----- Data shown

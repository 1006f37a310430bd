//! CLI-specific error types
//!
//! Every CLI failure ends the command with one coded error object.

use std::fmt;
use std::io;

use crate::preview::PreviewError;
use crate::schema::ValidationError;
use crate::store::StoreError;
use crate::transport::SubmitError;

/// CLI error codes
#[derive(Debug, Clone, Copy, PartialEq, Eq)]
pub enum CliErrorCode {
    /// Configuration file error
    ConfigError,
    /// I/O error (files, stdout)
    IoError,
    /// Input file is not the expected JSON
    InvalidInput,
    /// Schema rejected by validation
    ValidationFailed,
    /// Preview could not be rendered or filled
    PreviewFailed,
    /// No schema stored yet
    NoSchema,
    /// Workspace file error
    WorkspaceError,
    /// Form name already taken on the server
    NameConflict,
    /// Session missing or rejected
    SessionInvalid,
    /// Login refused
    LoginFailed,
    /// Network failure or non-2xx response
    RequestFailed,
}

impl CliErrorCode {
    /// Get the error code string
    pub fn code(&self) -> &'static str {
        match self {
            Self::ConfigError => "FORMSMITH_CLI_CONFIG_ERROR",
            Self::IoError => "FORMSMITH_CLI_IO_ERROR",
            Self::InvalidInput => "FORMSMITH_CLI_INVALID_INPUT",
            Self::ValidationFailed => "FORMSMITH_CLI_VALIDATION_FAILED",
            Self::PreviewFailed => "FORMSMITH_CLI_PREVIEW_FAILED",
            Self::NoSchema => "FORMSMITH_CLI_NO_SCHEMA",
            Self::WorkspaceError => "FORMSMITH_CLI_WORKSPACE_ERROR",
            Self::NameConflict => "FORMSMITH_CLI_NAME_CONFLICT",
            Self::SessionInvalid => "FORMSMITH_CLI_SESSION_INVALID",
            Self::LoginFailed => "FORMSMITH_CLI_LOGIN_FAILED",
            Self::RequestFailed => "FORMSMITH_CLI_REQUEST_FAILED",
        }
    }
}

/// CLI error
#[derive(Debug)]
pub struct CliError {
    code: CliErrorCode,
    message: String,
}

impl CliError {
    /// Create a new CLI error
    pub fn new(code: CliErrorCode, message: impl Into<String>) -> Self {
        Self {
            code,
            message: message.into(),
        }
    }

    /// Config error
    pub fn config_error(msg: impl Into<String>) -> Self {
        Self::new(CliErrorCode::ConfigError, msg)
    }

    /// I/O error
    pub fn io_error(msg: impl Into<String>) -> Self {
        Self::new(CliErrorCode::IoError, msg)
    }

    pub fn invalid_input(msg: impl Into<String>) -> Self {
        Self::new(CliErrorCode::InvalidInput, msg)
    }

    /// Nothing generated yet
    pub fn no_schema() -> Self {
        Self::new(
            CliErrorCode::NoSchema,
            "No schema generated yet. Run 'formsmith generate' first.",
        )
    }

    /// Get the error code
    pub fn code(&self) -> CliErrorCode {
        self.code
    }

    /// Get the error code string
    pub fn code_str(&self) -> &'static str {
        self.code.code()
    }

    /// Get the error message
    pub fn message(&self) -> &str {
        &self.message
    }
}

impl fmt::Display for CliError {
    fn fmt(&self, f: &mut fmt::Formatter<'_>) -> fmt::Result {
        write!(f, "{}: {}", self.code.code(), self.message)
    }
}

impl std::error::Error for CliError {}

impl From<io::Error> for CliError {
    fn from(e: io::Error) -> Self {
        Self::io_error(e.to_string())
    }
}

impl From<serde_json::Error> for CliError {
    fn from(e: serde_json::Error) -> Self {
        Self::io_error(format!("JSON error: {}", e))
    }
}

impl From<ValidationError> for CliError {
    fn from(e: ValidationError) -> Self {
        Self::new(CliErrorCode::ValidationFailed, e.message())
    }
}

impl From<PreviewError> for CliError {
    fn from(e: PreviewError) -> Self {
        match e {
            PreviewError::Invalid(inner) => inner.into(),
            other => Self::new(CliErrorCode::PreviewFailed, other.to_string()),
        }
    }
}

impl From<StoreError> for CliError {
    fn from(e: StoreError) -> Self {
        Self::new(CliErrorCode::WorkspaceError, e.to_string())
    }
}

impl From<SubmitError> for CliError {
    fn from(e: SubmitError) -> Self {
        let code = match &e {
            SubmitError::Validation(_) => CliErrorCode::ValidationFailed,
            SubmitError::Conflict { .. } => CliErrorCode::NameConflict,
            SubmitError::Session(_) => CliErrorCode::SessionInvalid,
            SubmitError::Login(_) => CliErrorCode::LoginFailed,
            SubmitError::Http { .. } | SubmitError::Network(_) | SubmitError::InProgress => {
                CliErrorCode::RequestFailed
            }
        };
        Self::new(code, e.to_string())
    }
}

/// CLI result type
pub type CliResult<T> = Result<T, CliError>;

----------

* What the task asks *
Across the data, pull every line containing the string "ConfigError".

* Answer section *
    ConfigError,
            Self::ConfigError => "FORMSMITH_CLI_CONFIG_ERROR",
        Self::new(CliErrorCode::ConfigError, msg)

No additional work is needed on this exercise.